Assigned task:
What is the number of lines in the entries that contain the word "long"? Answer with that figure alone.

[Stored data]
==*==
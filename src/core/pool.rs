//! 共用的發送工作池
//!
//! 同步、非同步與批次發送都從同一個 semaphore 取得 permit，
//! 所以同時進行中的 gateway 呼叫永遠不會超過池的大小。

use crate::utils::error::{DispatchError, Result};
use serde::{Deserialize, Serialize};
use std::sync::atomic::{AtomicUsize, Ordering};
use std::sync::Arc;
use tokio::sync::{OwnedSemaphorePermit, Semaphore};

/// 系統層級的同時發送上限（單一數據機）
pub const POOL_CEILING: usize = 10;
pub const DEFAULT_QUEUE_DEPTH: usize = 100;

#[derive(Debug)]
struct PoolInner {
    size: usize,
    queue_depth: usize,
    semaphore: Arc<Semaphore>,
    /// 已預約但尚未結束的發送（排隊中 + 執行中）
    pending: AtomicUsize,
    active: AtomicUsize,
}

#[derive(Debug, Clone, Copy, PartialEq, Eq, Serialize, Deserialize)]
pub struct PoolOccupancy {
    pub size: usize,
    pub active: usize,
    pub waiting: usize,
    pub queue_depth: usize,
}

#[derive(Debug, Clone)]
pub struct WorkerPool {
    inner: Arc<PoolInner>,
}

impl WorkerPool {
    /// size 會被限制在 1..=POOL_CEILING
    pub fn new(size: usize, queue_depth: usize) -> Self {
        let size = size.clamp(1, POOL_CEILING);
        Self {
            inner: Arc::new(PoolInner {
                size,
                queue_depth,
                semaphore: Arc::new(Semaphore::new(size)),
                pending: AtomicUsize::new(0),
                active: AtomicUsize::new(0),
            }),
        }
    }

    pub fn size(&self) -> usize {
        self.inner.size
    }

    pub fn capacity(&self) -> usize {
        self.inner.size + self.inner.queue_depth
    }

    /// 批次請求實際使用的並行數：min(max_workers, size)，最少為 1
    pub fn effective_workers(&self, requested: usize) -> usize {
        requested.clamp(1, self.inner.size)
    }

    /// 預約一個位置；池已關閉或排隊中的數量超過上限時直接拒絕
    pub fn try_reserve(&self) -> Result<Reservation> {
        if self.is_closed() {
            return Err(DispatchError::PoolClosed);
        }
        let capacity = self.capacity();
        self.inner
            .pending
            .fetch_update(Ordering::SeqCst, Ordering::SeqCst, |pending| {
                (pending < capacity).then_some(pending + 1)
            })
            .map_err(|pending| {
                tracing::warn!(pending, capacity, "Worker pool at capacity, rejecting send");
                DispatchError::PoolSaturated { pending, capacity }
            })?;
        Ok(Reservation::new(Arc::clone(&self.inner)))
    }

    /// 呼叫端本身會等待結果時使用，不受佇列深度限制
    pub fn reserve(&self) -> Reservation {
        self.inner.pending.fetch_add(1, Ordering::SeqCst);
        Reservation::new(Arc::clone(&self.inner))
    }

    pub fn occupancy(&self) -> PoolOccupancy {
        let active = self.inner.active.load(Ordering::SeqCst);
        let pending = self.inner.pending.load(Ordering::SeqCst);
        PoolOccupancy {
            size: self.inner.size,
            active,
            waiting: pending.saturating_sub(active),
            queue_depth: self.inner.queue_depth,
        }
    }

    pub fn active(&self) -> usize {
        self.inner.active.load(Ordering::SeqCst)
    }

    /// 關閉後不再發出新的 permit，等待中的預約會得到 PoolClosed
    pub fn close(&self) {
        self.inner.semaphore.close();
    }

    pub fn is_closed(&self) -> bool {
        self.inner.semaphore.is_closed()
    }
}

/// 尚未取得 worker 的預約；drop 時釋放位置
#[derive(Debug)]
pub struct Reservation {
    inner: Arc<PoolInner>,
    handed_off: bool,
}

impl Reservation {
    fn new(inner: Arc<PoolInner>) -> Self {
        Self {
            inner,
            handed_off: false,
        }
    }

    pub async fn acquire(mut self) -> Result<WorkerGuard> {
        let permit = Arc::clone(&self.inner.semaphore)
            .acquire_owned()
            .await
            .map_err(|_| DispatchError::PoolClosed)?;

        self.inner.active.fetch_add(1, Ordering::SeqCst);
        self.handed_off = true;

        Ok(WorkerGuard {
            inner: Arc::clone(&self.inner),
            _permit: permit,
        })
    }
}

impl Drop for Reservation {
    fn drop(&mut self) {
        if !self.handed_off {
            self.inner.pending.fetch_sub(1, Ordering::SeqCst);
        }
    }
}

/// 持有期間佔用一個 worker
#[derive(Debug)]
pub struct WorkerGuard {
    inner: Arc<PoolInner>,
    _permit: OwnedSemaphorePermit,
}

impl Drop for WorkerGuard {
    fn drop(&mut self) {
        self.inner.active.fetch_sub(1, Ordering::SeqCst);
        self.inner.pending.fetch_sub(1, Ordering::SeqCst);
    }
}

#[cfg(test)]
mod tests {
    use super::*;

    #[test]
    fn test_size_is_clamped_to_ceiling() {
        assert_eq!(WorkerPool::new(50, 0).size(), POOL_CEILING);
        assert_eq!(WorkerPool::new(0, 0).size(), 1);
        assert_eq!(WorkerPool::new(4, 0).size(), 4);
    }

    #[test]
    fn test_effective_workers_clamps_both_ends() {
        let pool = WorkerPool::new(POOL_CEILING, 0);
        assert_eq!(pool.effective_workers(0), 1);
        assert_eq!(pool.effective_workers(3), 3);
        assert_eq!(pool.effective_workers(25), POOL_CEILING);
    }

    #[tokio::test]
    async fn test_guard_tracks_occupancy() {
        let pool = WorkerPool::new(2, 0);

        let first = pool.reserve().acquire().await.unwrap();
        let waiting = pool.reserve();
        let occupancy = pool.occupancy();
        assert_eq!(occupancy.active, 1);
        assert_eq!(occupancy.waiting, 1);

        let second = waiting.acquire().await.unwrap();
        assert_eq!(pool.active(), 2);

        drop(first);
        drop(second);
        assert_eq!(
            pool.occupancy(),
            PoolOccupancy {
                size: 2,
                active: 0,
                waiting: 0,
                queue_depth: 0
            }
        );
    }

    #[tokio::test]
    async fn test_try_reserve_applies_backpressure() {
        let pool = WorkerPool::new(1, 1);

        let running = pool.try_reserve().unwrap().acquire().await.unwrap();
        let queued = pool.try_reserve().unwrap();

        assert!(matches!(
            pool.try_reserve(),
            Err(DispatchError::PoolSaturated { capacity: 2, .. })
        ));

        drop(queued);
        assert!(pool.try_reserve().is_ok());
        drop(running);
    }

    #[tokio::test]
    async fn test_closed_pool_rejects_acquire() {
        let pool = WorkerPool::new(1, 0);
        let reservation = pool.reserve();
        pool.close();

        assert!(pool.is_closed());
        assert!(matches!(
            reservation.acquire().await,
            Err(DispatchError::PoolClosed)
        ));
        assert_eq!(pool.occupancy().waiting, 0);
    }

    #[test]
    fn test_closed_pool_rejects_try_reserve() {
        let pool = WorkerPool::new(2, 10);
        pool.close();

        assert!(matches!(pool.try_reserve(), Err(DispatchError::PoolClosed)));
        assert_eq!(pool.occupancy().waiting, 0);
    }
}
==*==
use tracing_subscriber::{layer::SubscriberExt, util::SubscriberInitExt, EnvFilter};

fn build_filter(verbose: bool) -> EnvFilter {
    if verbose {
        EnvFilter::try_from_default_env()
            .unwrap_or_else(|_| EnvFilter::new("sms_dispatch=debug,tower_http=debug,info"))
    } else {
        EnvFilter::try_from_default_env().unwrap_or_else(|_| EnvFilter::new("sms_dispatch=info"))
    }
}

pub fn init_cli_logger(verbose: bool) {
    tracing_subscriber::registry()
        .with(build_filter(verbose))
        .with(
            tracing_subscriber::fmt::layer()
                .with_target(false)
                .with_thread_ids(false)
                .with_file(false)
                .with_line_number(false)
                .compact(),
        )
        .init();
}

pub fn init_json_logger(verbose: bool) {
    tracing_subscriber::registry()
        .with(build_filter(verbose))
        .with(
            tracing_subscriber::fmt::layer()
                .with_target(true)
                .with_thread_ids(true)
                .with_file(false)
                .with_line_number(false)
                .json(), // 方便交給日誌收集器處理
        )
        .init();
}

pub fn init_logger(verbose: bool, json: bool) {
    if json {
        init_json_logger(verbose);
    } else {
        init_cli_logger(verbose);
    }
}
==*==
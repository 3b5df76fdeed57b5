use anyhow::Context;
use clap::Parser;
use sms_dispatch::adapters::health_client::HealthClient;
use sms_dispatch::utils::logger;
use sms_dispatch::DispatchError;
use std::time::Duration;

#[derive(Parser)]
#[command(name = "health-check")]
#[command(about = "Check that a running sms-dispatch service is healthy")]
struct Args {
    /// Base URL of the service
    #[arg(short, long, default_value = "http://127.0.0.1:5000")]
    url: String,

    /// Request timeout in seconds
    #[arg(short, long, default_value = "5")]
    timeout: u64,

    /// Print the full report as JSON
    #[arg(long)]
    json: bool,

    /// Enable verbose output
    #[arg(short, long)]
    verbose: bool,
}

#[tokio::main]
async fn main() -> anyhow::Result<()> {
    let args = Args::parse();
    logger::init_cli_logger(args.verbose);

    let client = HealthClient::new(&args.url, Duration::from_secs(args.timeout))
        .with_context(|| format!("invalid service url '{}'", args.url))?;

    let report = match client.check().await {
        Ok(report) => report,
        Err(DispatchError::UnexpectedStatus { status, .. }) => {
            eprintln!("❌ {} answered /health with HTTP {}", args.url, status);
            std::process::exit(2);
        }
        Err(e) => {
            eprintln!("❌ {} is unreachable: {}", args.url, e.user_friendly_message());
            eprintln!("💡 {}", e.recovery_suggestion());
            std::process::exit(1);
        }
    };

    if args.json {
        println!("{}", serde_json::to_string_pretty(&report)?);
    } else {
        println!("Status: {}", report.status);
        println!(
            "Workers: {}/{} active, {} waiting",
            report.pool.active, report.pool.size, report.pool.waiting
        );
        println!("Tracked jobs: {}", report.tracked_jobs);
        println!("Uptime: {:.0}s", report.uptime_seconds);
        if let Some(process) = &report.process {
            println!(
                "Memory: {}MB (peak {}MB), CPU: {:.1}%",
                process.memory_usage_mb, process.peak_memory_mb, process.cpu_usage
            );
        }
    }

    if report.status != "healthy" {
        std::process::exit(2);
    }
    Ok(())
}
==*==
Answer area:
4